Currently there are no drugs for vein graft failure that actually target the process of a graft failing. However, during CABG surgeries there is a perfect opportunity to administer gene therapy! After the vein is removed from the patient’s leg, the surgeon has to access the heart before grafting. In the 30 minutes this takes, the vein just sits waiting in a dish. Simply adding a gene therapy to this dish wouldn’t change the surgeon’s routine much and would allow targeting the vein alone, outside the body – almost entirely removing worries of side-effects on the rest of the patient. With a well-designed therapy, there is potential for long-term vein graft failure prevention by just this one 30-minute treatment.
What would the gene therapy actually do? The Baker lab have studied the mechanisms of vein graft failure and identified a target: an RNA called SMILR (smooth muscle cell-induced lncRNA enhances replication). When vein graft failure is mimicked in the lab, the cells’ SMILR levels hugely increase. SMILR promotes cell division, leads to the vein thickening, and is only seen in the smooth muscle cells (3). This is ideal as there are other cells in the vein that do need to divide to repair damage. SMILR could be targeted without preventing beneficial remodelling in other vein layers. Crucially, the lab showed that it’s possible to use a commercially available siRNA (a short interfering RNA) to reduce SMILR levels and limit proliferation of the smooth muscle cells (4).
Commercial siRNAs work but are not optimal. This strategy can be improved with development of siRNAs that are better at ‘knocking down’ SMILR, that will remain inside cells for longer, and are formulated so they can get into cells better in the first place. Then we will be able to prevent excess proliferation specifically in the smooth muscle cells and prevent failure of the graft. This work is well underway in the Baker lab and is what I contributed to on my summer placement. Things look promising, so hopefully there’ll be a shiny new gene therapy coming soon!
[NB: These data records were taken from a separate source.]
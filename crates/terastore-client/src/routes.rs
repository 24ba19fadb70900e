//! Backend route paths and URL construction.

use url::Url;

pub const ATTR_KEYS: &[&str] = &["attrs", "keys"];
pub const ATTR_FILTER: &[&str] = &["attrs", "filter"];
pub const PULSES_GET: &[&str] = &["pulses", "get"];
pub const PULSES_CREATE: &[&str] = &["pulses", "create"];
pub const DEVICES: &[&str] = &["devices"];
pub const HEALTH: &[&str] = &["health"];

pub const AUTH_LOGIN: &[&str] = &["auth", "login"];
pub const AUTH_REFRESH: &[&str] = &["auth", "refresh"];
pub const AUTH_SIGNUP: &[&str] = &["auth", "signup"];
pub const USER_LOGOUT: &[&str] = &["user", "logout"];
pub const USER_LIST: &[&str] = &["user", "users"];
pub const USER_UPDATE: &[&str] = &["user", "update"];
pub const USER_DELETE: &[&str] = &["user", "delete"];

/// Segments of `GET /attrs/{key}/values`.
pub fn key_values(key: &str) -> Vec<&str> {
    vec!["attrs", key, "values"]
}

/// Segments of `GET /pulses/{id}`.
pub fn pulse(id: &str) -> Vec<&str> {
    vec!["pulses", id]
}

/// Append path segments to `base`, percent-encoding each one.
pub fn endpoint(base: &Url, segments: &[&str]) -> Url {
    let mut url = base.clone();
    if let Ok(mut path) = url.path_segments_mut() {
        path.pop_if_empty().extend(segments);
    }
    url
}

/// Path part of `segments` for logs and error messages.
pub fn display_path(segments: &[&str]) -> String {
    format!("/{}", segments.join("/"))
}
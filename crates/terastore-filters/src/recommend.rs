//! Ranking of candidate keys by match count.

use futures::future::try_join_all;
use terastore_client::{ClientError, PulseIndex};
use terastore_core::{AttrKey, PulseFilter};
use tracing::{debug, instrument};

use crate::match_count::match_count;

/// A candidate key and the number of pulses it could still match.
#[derive(Debug, Clone, PartialEq, Eq)]
pub struct Recommendation {
    pub key: AttrKey,
    pub count: usize,
}

/// Score every candidate under `applied`, drop keys matching nothing and
/// order by count, highest first.
///
/// Keys are scored concurrently. Ties keep the order of `candidates`.
#[instrument(skip_all, fields(candidates = candidates.len(), applied = applied.len()))]
pub async fn recommend<I>(
    index: &I,
    candidates: &[AttrKey],
    applied: &[PulseFilter],
) -> Result<Vec<Recommendation>, ClientError>
where
    I: PulseIndex + ?Sized,
{
    let counts = try_join_all(candidates.iter().map(|key| match_count(index, key, applied))).await?;

    let mut recommendations: Vec<Recommendation> = candidates
        .iter()
        .zip(counts)
        .filter(|(_, count)| *count > 0)
        .map(|(key, count)| Recommendation {
            key: key.clone(),
            count,
        })
        .collect();
    recommendations.sort_by(|a, b| b.count.cmp(&a.count));

    debug!(
        recommended = recommendations.len(),
        excluded = candidates.len() - recommendations.len(),
        "Ranked candidate keys"
    );
    Ok(recommendations)
}
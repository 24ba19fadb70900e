// terastore-cache - Client-side request cache
//
// A bounded LRU map, a content-derived cache key, and an async memoizer that
// collapses concurrent misses on the same key into a single fetch.

pub mod key;
pub mod lru;
pub mod memoize;

pub use key::{cache_key, CacheKeyBuilder};
pub use lru::LruCache;
pub use memoize::{CacheStats, Memoized};
//! TeraStore REST client
//!
//! [`TeraStoreClient`] speaks the backend's HTTP API through an [`HttpClient`]
//! transport. Authentication state lives in an explicit [`Session`] shared by
//! whoever needs it. [`CachedQueries`] memoizes the calls the filter engine
//! repeats most, and both implement [`PulseIndex`], the read-only view the
//! engine is written against.

pub mod api;
pub mod auth;
pub mod cached;
pub mod error;
pub mod http;
pub mod index;
pub mod protocol;
pub mod routes;
pub mod session;

#[cfg(test)]
pub(crate) mod testing;

pub use api::TeraStoreClient;
pub use cached::{CacheCapacities, CachedQueries};
pub use error::ClientError;
pub use http::{HttpClient, HttpRequest, HttpResponse, ReqwestHttpClient};
pub use index::PulseIndex;
pub use session::{Claims, Session};
//! CLI subcommands

mod account;
mod devices;
mod filter_args;
mod query;
mod upload;

use anyhow::Result;
use clap::Subcommand;

pub use filter_args::{resolve_filters, FilterArg};

use crate::config::RuntimeConfig;
use crate::init;

#[derive(Subcommand)]
pub enum Command {
    /// List attribute keys available for filtering
    Keys,
    /// Show the values of one key under the given filters
    Values(query::ValuesArgs),
    /// Count pulses matching the given filters
    Count(query::FilterArgs),
    /// Rank keys by how many matching pulses they can narrow down to
    Recommend(query::FilterArgs),
    /// Download matching pulses as JSON
    Download(query::DownloadArgs),
    /// Validate and upload pulse files
    Upload(upload::UploadArgs),
    /// Manage measurement devices
    #[command(subcommand)]
    Devices(devices::DevicesCommand),
    /// Log in and print the access token
    Login(account::LoginArgs),
    /// Create an account
    Signup(account::SignupArgs),
    /// End the current session
    Logout,
    /// Administer users (admin only)
    #[command(subcommand)]
    Users(account::UsersCommand),
    /// Check that the backend is reachable
    Health,
}

impl Command {
    pub async fn run(self, config: &RuntimeConfig) -> Result<()> {
        let backend = init::connect(config)?;

        match self {
            Command::Keys => query::keys(&backend).await,
            Command::Values(args) => query::values(&backend, args).await,
            Command::Count(args) => query::count(&backend, args).await,
            Command::Recommend(args) => query::recommend(&backend, args).await,
            Command::Download(args) => query::download(&backend, args).await,
            Command::Upload(args) => upload::run(&backend, args, config.upload.max_file_bytes).await,
            Command::Devices(command) => command.run(&backend).await,
            Command::Login(args) => account::login(&backend, config, args).await,
            Command::Signup(args) => account::signup(&backend, args).await,
            Command::Logout => account::logout(&backend).await,
            Command::Users(command) => command.run(&backend).await,
            Command::Health => {
                let body = backend.client.health().await?;
                println!("{}", if body.trim().is_empty() { "ok" } else { body.trim() });
                Ok(())
            }
        }
    }
}
//! Fixed-capacity least-recently-used map keyed by cache key strings.

use std::num::NonZeroUsize;

/// LRU map with string keys.
///
/// `get` counts as a use and promotes the entry. Not synchronized; wrap it
/// in a mutex to share it.
pub struct LruCache<V> {
    inner: lru::LruCache<String, V>,
}

impl<V> LruCache<V> {
    /// Create a cache holding at most `capacity` entries (at least one).
    pub fn new(capacity: usize) -> Self {
        let capacity = NonZeroUsize::new(capacity).unwrap_or(NonZeroUsize::MIN);
        Self {
            inner: lru::LruCache::new(capacity),
        }
    }

    pub fn get(&mut self, key: &str) -> Option<&V> {
        self.inner.get(key)
    }

    /// Look up without touching recency.
    pub fn peek(&self, key: &str) -> Option<&V> {
        self.inner.peek(key)
    }

    pub fn contains(&self, key: &str) -> bool {
        self.inner.contains(key)
    }

    /// Insert or replace `key` as the most recent entry.
    ///
    /// Returns the entry evicted to make room, if any. Replacing an existing
    /// key never evicts.
    pub fn set(&mut self, key: impl Into<String>, value: V) -> Option<(String, V)> {
        let key = key.into();
        if let Some(slot) = self.inner.get_mut(&key) {
            *slot = value;
            return None;
        }
        self.inner.push(key, value)
    }

    pub fn len(&self) -> usize {
        self.inner.len()
    }

    pub fn is_empty(&self) -> bool {
        self.inner.is_empty()
    }

    pub fn capacity(&self) -> usize {
        self.inner.cap().get()
    }

    pub fn clear(&mut self) {
        self.inner.clear();
    }

    /// Keys from most to least recently used.
    pub fn keys(&self) -> Vec<String> {
        self.inner.iter().map(|(k, _)| k.clone()).collect()
    }
}

#[cfg(test)]
mod tests {
    use super::*;

    #[test]
    fn evicts_least_recently_used() {
        let mut cache = LruCache::new(2);
        assert!(cache.set("a", 1).is_none());
        assert!(cache.set("b", 2).is_none());

        // Touch "a" so "b" becomes the eviction victim.
        assert_eq!(cache.get("a"), Some(&1));
        let evicted = cache.set("c", 3);

        assert_eq!(evicted, Some(("b".to_string(), 2)));
        assert!(cache.contains("a"));
        assert!(cache.contains("c"));
        assert!(!cache.contains("b"));
        assert_eq!(cache.len(), 2);
    }

    #[test]
    fn replace_promotes_without_evicting() {
        let mut cache = LruCache::new(2);
        cache.set("a", 1);
        cache.set("b", 2);
        assert!(cache.set("a", 10).is_none());
        assert_eq!(cache.keys(), vec!["a".to_string(), "b".to_string()]);
        assert_eq!(cache.peek("a"), Some(&10));

        let evicted = cache.set("c", 3);
        assert_eq!(evicted, Some(("b".to_string(), 2)));
    }

    #[test]
    fn peek_does_not_promote() {
        let mut cache = LruCache::new(2);
        cache.set("a", 1);
        cache.set("b", 2);
        assert_eq!(cache.peek("a"), Some(&1));
        let evicted = cache.set("c", 3);
        assert_eq!(evicted.map(|(k, _)| k), Some("a".to_string()));
    }

    #[test]
    fn zero_capacity_holds_one_entry() {
        let mut cache = LruCache::new(0);
        assert_eq!(cache.capacity(), 1);
        cache.set("a", 1);
        cache.set("b", 2);
        assert_eq!(cache.len(), 1);
        assert!(cache.contains("b"));
    }

    #[test]
    fn size_never_exceeds_capacity() {
        let mut cache = LruCache::new(15);
        for i in 0..100 {
            cache.set(format!("k{}", i), i);
            assert!(cache.len() <= 15);
        }
        cache.clear();
        assert!(cache.is_empty());
    }
}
Thank you to Simon Brown, Andy Baker and the rest of the Baker lab for welcoming me, British Heart Foundation for funding the SMILR project, and BSGCT for the bursary which let me be part of this.
Xenogiannis I, Zenati M, Bhatt DL, Rao SV, Rodés-Cabau J, Goldman S, et al. Saphenous Vein Graft Failure: From Pathophysiology to Prevention and Treatment Strategies. Circulation. 2021 Aug 31;144(9):728–45.
Alpers CE, Imrey PB, Hudkins KL, Wietecha TA, Radeva M, Allon M, et al. Histopathology of Veins Obtained at Hemodialysis Arteriovenous Fistula Creation Surgery. J Am Soc Nephrol JASN. 2017 Oct;28(10):3076–88.
Ballantyne MD, Pinel K, Dakin R, Vesey AT, Diver L, Mackenzie R, et al. Smooth Muscle Enriched Long Noncoding RNA (SMILR) Regulates Cell Proliferation. Circulation. 2016 May 24;133(21):2050–65.
Mahmoud AD, Ballantyne MD, Miscianinov V, Pinel K, Hung J, Scanlon JP, et al. The Human-Specific and Smooth Muscle Cell-Enriched LncRNA SMILR Promotes Proliferation by Regulating Mitotic CENPF mRNA and Drives Cell-Cycle Progression Which Can Be Targeted to Limit Vascular Remodeling. Circ Res. 2019 Aug 16;125(5):535–51.